_TASK OBJECTIVE_
Retype, word for word, each line between the lines holding "filename crates/dbtea-lookml/tests/integration_tests.rs" and "let mut seen: Vec<Diagnostic>", inclusive, and leave the rest of the data alone.

_INPUT RECORDS_

============================================================

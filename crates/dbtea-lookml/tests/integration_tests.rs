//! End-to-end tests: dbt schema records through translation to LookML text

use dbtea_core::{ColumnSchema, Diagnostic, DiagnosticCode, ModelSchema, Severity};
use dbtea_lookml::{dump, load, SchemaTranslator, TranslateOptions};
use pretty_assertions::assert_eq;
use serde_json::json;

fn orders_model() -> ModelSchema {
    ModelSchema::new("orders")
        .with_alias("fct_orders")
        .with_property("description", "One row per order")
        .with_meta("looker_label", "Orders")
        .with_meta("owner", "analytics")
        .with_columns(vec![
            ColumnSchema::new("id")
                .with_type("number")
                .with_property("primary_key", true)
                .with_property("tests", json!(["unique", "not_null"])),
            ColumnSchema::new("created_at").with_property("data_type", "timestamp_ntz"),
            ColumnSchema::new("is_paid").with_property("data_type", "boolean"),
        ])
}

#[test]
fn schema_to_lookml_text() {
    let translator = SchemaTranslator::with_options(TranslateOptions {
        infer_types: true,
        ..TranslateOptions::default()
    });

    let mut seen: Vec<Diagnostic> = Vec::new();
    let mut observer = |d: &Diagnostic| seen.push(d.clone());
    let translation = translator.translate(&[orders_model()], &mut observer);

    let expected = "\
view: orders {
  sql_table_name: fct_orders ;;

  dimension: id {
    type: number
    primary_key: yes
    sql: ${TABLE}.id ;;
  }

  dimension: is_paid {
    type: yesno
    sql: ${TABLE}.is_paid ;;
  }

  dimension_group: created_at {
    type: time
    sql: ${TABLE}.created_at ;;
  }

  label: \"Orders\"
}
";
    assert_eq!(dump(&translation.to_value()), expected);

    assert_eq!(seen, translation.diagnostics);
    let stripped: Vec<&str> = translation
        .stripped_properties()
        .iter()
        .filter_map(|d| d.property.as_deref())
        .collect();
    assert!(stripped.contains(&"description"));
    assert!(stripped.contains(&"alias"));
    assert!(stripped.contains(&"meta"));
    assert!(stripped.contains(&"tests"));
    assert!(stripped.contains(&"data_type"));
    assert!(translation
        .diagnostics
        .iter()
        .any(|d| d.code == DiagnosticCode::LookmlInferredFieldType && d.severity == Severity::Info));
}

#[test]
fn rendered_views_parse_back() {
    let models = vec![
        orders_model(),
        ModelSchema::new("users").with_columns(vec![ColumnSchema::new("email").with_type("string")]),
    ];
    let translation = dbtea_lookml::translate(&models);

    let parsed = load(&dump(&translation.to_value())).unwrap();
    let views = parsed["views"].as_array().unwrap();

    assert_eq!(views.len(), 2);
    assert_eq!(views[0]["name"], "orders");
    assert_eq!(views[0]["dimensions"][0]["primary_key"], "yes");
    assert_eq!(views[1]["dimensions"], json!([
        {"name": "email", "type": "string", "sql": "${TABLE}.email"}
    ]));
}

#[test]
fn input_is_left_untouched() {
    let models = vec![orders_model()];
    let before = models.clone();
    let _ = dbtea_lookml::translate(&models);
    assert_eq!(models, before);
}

============================================================

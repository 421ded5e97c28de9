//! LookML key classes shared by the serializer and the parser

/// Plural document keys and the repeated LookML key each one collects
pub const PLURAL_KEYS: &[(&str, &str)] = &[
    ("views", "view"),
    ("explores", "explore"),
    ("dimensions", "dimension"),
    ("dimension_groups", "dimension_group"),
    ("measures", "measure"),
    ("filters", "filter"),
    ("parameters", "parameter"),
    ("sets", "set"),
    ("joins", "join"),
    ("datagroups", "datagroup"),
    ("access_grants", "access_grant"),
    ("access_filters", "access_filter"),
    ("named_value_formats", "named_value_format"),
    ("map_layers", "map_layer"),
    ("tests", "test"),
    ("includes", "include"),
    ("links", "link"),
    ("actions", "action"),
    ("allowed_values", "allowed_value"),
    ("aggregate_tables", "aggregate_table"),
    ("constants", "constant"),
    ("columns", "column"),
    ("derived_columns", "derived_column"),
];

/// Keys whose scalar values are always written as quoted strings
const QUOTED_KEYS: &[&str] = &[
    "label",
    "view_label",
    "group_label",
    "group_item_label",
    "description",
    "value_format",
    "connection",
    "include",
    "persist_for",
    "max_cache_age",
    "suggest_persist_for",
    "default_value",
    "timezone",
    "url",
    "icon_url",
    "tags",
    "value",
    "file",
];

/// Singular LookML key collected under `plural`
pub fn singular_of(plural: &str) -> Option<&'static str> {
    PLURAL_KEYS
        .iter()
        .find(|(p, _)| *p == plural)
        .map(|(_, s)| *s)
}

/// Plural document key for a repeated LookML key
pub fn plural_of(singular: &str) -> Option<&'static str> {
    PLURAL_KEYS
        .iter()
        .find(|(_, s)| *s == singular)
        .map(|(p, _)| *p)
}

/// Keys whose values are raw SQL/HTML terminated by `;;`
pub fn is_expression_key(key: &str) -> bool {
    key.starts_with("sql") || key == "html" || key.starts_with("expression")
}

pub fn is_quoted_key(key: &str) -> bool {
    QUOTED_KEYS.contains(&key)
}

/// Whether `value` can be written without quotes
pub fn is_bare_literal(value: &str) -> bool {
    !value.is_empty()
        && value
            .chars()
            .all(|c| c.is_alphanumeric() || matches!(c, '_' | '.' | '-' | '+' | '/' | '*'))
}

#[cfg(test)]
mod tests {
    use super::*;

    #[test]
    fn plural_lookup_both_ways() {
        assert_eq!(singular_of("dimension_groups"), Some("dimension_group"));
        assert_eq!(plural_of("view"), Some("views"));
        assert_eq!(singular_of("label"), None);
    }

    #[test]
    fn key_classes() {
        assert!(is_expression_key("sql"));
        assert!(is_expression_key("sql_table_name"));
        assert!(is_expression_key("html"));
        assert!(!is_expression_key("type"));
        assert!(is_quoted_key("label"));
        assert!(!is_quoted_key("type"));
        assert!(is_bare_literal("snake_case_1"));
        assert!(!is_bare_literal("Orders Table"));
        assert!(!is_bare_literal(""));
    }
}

============================================================

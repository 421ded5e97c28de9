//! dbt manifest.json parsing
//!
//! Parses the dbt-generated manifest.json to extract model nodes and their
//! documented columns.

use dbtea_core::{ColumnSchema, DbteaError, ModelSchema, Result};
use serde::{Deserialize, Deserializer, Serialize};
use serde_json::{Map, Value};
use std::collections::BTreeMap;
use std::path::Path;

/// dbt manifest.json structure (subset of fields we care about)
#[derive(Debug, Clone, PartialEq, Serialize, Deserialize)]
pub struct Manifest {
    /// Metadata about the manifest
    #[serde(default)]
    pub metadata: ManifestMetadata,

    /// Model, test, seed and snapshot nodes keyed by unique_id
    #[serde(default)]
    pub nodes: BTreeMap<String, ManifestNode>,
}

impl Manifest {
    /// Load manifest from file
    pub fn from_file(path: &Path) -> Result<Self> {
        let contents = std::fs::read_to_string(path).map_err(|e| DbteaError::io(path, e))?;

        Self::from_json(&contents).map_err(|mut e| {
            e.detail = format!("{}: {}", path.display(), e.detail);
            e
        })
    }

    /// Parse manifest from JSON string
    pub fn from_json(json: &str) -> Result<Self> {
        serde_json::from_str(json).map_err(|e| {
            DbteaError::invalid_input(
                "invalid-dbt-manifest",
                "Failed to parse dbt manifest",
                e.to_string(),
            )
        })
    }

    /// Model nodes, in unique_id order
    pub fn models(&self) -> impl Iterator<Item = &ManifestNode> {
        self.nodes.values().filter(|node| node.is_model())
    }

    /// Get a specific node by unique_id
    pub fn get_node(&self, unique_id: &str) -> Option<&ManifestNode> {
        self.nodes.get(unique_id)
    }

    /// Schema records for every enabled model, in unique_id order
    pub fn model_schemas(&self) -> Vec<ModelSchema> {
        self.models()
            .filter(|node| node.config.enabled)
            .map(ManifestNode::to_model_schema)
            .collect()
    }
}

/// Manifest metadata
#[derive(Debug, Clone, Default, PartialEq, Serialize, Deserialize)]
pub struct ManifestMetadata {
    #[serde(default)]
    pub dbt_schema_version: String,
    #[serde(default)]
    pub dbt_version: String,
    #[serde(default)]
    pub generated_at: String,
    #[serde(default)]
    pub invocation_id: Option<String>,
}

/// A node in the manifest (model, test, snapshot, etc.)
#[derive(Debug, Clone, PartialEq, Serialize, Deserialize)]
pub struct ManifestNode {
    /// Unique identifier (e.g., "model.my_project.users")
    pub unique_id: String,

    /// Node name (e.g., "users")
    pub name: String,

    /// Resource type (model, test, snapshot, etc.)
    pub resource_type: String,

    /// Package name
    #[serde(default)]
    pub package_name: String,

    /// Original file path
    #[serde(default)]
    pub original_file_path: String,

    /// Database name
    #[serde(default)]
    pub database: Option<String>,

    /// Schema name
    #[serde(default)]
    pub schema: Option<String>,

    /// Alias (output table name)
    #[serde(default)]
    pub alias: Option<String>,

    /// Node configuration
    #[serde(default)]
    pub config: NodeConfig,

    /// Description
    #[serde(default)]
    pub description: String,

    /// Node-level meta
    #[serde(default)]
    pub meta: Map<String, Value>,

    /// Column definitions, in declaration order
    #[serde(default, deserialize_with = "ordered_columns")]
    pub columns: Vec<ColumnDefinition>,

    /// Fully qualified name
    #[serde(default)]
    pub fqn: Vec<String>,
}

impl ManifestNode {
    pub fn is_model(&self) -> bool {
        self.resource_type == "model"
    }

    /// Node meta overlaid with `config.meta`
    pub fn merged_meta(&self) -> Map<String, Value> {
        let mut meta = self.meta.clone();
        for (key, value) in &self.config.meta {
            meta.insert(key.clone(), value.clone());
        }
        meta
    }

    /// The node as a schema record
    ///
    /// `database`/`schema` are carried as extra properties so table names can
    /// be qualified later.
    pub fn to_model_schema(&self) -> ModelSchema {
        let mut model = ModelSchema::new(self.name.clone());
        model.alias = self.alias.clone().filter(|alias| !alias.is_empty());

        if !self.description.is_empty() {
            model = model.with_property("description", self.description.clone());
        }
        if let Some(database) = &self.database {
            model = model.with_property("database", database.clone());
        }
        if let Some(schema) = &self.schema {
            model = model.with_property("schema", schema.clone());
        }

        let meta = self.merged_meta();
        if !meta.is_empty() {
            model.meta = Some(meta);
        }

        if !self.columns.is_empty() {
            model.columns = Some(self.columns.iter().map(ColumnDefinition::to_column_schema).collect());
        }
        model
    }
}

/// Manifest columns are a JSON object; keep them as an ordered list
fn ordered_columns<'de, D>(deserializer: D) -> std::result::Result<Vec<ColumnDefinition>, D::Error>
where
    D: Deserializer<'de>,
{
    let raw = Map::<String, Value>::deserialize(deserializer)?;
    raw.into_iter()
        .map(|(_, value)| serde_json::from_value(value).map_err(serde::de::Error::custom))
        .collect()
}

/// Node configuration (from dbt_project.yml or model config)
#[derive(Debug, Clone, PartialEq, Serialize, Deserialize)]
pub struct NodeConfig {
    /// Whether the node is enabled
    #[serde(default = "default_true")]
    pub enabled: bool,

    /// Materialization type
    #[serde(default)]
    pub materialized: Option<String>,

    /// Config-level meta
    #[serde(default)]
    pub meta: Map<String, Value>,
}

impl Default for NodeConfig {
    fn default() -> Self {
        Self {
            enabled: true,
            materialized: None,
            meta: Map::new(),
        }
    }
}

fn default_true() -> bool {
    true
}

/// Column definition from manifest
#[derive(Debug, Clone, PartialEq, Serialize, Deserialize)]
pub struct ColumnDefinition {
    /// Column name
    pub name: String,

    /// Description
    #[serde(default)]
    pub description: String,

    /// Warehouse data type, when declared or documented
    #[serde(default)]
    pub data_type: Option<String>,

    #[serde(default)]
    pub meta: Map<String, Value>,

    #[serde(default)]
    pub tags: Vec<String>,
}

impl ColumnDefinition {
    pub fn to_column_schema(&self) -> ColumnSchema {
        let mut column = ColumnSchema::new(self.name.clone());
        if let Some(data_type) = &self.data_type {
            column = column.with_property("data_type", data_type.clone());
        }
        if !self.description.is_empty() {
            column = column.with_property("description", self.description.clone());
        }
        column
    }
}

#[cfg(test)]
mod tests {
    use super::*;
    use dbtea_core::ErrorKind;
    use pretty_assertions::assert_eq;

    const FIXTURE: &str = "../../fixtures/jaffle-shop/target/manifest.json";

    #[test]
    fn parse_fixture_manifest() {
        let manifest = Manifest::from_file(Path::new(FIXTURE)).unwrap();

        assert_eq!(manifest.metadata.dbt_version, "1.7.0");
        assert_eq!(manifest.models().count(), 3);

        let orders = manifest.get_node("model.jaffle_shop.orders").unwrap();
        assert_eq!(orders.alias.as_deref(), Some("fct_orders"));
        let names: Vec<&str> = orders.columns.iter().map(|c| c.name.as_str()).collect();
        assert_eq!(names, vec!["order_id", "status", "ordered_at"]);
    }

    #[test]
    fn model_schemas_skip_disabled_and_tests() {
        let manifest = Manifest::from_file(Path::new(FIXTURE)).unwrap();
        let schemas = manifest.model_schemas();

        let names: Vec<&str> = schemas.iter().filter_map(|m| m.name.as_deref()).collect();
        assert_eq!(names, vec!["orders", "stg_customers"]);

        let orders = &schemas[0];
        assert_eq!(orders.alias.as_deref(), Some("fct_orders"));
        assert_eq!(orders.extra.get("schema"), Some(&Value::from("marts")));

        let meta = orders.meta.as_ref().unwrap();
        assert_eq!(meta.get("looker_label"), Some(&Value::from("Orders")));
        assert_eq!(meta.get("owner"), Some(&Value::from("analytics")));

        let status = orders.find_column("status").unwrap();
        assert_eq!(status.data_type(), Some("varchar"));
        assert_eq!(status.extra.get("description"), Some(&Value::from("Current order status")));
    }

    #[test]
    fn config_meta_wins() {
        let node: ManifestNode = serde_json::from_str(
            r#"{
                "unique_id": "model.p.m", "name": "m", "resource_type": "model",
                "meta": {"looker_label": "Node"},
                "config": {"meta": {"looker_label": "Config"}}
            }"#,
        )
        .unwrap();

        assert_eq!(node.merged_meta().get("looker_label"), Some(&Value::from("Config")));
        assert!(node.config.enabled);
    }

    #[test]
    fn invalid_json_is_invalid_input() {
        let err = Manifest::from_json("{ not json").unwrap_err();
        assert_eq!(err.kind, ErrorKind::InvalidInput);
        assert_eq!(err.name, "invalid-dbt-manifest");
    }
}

============================================================

_RESULT_
filename crates/dbtea-lookml/tests/integration_tests.rs
//! End-to-end tests: dbt schema records through translation to LookML text

use dbtea_core::{ColumnSchema, Diagnostic, DiagnosticCode, ModelSchema, Severity};
use dbtea_lookml::{dump, load, SchemaTranslator, TranslateOptions};
use pretty_assertions::assert_eq;
use serde_json::json;

fn orders_model() -> ModelSchema {
    ModelSchema::new("orders")
        .with_alias("fct_orders")
        .with_property("description", "One row per order")
        .with_meta("looker_label", "Orders")
        .with_meta("owner", "analytics")
        .with_columns(vec![
            ColumnSchema::new("id")
                .with_type("number")
                .with_property("primary_key", true)
                .with_property("tests", json!(["unique", "not_null"])),
            ColumnSchema::new("created_at").with_property("data_type", "timestamp_ntz"),
            ColumnSchema::new("is_paid").with_property("data_type", "boolean"),
        ])
}

#[test]
fn schema_to_lookml_text() {
    let translator = SchemaTranslator::with_options(TranslateOptions {
        infer_types: true,
        ..TranslateOptions::default()
    });

    let mut seen: Vec<Diagnostic> = Vec::new();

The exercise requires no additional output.